Y es que cualquier cosa que
pensarse pudiera es fácil de encontrar entre los muros de esta ciudadela
salpicada de minaretes y diminutas mezquitas como pajes de un particular
séquito que escoltara la majestad de
Yamaa Kebir, la casa grande de oración, con su patio porticado y su
orgullosa torre de mirada fija al oriente.
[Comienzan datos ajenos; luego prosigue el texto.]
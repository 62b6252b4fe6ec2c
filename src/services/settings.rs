//! Persisted watch-face settings.
//!
//! The settings page saves its values as one JSON object keyed by message key
//! (`APIKEY`, `USECELSIUS`, ...). The blob is rewritten wholesale on every save
//! and is read-only here. Reading never fails: an absent or corrupt blob is
//! treated as "nothing configured".

use serde_json::{Map, Value};
use std::path::PathBuf;

/// Settings key for the user-supplied weather API key.
pub const KEY_API_KEY: &str = "APIKEY";
/// Settings key for the Celsius display toggle.
pub const KEY_USE_CELSIUS: &str = "USECELSIUS";
/// Settings key for the metric distance toggle.
pub const KEY_USE_METRIC: &str = "USEMETRIC";

/// A snapshot of the persisted key-value settings.
#[derive(Debug, Clone, Default, PartialEq)]
pub struct Settings(Map<String, Value>);

impl Settings {
    /// String value for `key`, if it is stored as a string.
    pub fn get_str(&self, key: &str) -> Option<&str> {
        self.0.get(key).and_then(Value::as_str)
    }

    /// Boolean-like value for `key`.
    ///
    /// The settings page may persist toggles as a native boolean, a number or a
    /// string depending on how the value was serialized, so `true`, `1` and
    /// `"true"` all count as set. Anything else, including a missing key, is unset.
    pub fn flag(&self, key: &str) -> bool {
        match self.0.get(key) {
            Some(Value::Bool(b)) => *b,
            Some(Value::Number(n)) => n.as_f64() == Some(1.0),
            Some(Value::String(s)) => s == "true",
            _ => false,
        }
    }

    pub fn is_empty(&self) -> bool {
        self.0.is_empty()
    }
}

impl From<Value> for Settings {
    /// Only JSON objects carry settings; any other value yields an empty snapshot.
    fn from(value: Value) -> Self {
        match value {
            Value::Object(map) => Self(map),
            _ => Self::default(),
        }
    }
}

/// Read access to the persisted settings.
pub trait SettingsStore: Send + Sync {
    fn read(&self) -> Settings;
}

/// Settings persisted as a JSON object on disk.
#[derive(Debug, Clone)]
pub struct FileSettingsStore {
    path: PathBuf,
}

impl FileSettingsStore {
    pub fn new(path: impl Into<PathBuf>) -> Self {
        Self { path: path.into() }
    }
}

impl SettingsStore for FileSettingsStore {
    fn read(&self) -> Settings {
        let raw = match std::fs::read_to_string(&self.path) {
            Ok(raw) => raw,
            Err(e) if e.kind() == std::io::ErrorKind::NotFound => {
                tracing::debug!("No settings saved yet at {}", self.path.display());
                return Settings::default();
            }
            Err(e) => {
                tracing::warn!("Failed to read settings {}: {}", self.path.display(), e);
                return Settings::default();
            }
        };

        if raw.trim().is_empty() {
            return Settings::default();
        }

        match serde_json::from_str::<Value>(&raw) {
            Ok(Value::Object(map)) => Settings(map),
            Ok(other) => {
                tracing::warn!(
                    "Settings {} hold a JSON {} instead of an object, ignoring",
                    self.path.display(),
                    json_kind(&other)
                );
                Settings::default()
            }
            Err(e) => {
                tracing::warn!("Error parsing settings {}: {}", self.path.display(), e);
                Settings::default()
            }
        }
    }
}

/// In-memory settings, replaced wholesale like the persisted blob.
#[cfg(test)]
#[derive(Debug, Default)]
pub struct MemorySettingsStore {
    settings: std::sync::RwLock<Settings>,
}

#[cfg(test)]
impl MemorySettingsStore {
    pub fn new(settings: Settings) -> Self {
        Self {
            settings: std::sync::RwLock::new(settings),
        }
    }

    /// Overwrite the stored snapshot, as a settings save does.
    pub fn replace(&self, settings: Settings) {
        match self.settings.write() {
            Ok(mut guard) => *guard = settings,
            Err(poisoned) => *poisoned.into_inner() = settings,
        }
    }
}

#[cfg(test)]
impl SettingsStore for MemorySettingsStore {
    fn read(&self) -> Settings {
        match self.settings.read() {
            Ok(guard) => guard.clone(),
            Err(poisoned) => poisoned.into_inner().clone(),
        }
    }
}

fn json_kind(value: &Value) -> &'static str {
    match value {
        Value::Null => "null",
        Value::Bool(_) => "boolean",
        Value::Number(_) => "number",
        Value::String(_) => "string",
        Value::Array(_) => "array",
        Value::Object(_) => "object",
    }
}

#[cfg(test)]
mod tests {
    use super::*;
    use serde_json::json;
    use std::io::Write;

    fn settings(value: Value) -> Settings {
        Settings::from(value)
    }

    #[test]
    fn test_flag_truthy_forms() {
        for v in [json!(true), json!(1), json!(1.0), json!("true")] {
            let s = settings(json!({ "USECELSIUS": v.clone() }));
            assert!(s.flag(KEY_USE_CELSIUS), "{} should be true", v);
        }
    }

    #[test]
    fn test_flag_falsy_forms() {
        for v in [
            json!(false),
            json!(0),
            json!("false"),
            json!("TRUE"),
            json!("1"),
            json!(null),
            json!(2),
        ] {
            let s = settings(json!({ "USECELSIUS": v.clone() }));
            assert!(!s.flag(KEY_USE_CELSIUS), "{} should be false", v);
        }
        assert!(!Settings::default().flag(KEY_USE_CELSIUS));
    }

    #[test]
    fn test_get_str_ignores_non_strings() {
        let s = settings(json!({ "APIKEY": 42 }));
        assert_eq!(s.get_str(KEY_API_KEY), None);
        assert!(!s.is_empty());
    }

    #[test]
    fn test_non_object_blob_is_empty() {
        assert!(settings(json!([1, 2, 3])).is_empty());
        assert!(settings(json!("APIKEY")).is_empty());
    }

    #[test]
    fn test_file_store_missing_file() {
        let dir = tempfile::tempdir().unwrap();
        let store = FileSettingsStore::new(dir.path().join("absent.json"));
        assert!(store.read().is_empty());
    }

    #[test]
    fn test_file_store_reads_object() {
        let mut file = tempfile::NamedTempFile::new().unwrap();
        write!(
            file,
            r#"{{"APIKEY":"user-key","USECELSIUS":true,"QUADRANT_TL":"date"}}"#
        )
        .unwrap();

        let store = FileSettingsStore::new(file.path());
        let s = store.read();
        assert_eq!(s.get_str(KEY_API_KEY), Some("user-key"));
        assert!(s.flag(KEY_USE_CELSIUS));
        assert!(!s.flag(KEY_USE_METRIC));
    }

    #[test]
    fn test_file_store_corrupt_blob_is_empty() {
        let mut file = tempfile::NamedTempFile::new().unwrap();
        write!(file, "{{not json").unwrap();

        let store = FileSettingsStore::new(file.path());
        assert!(store.read().is_empty());
    }

    #[test]
    fn test_file_store_picks_up_rewrites() {
        let mut file = tempfile::NamedTempFile::new().unwrap();
        write!(file, r#"{{"APIKEY":"first"}}"#).unwrap();
        let store = FileSettingsStore::new(file.path());
        assert_eq!(store.read().get_str(KEY_API_KEY), Some("first"));

        std::fs::write(file.path(), r#"{"APIKEY":"second"}"#).unwrap();
        assert_eq!(store.read().get_str(KEY_API_KEY), Some("second"));
    }

    #[test]
    fn test_memory_store_replace() {
        let store = MemorySettingsStore::default();
        assert!(store.read().is_empty());

        store.replace(settings(json!({ "USEMETRIC": "true" })));
        assert!(store.read().flag(KEY_USE_METRIC));
    }
}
Allí va el prometido a comprar los
anillos de la dote a las minúsculas joyerías de Mohammed Torres, antigua calle
Comercio; allí la señora que busca tela para un hermoso caftan o el caballero que desea un chilaba de buen corte
confeccionada por un sastre de los “de toda la vida”; allá, al lado de Bab
Ruah, frente al palacio, la chiquillería deseosa de degustar dulces
tradicionales y contemplar las pajareras o los paladares exquisitos en busca de
frutos secos y dátiles de diversa calidad y calibre; y más abajo, por el camino
del cementerio, el olor inconfundible del hueso de la taracea forma conjunción
alquímica con la pestilencia de las curtidurías cercanas al barrio de los artesanos
del cuero, pero para entonces ya habremos pasado por infinidad de comercios y
tenderetes preñados de más variados objetos y mercancías: tiendas de ropa
tradicional y occidental, nueva y usada, puestos de segunda o vaya usted a
saber qué mano, bazares, estrepitosas casas musicales con su soniquete de rai o la eterna voz melancólica de
Feiruz, fotógrafos que exhiben sus
reportajes de novias circunspectas o niños circuncisos, palacios para
celebraciones con sus propias orquestas y el inevitable palanquín en la puerta,
buscavidas de los más diversos oficios, vendedores de mercancía ceutí… Y gatos,
muchos gatos, gatos de todos los pelajes y tamaños: enormes machos atigrados,
mininos negros como pequeños shaitanes,
rubios o moteados y moriscas de ubres colgantes que amamantan la enésima camada.
Porque es que para un occidental es chocante no encontrar un solo perro en la
medina tetuaní, pero los gatos forman un submundo, son otra sociedad con sus
propias clases y reglas y, como no, sus derechos consuetudinarios adquiridos.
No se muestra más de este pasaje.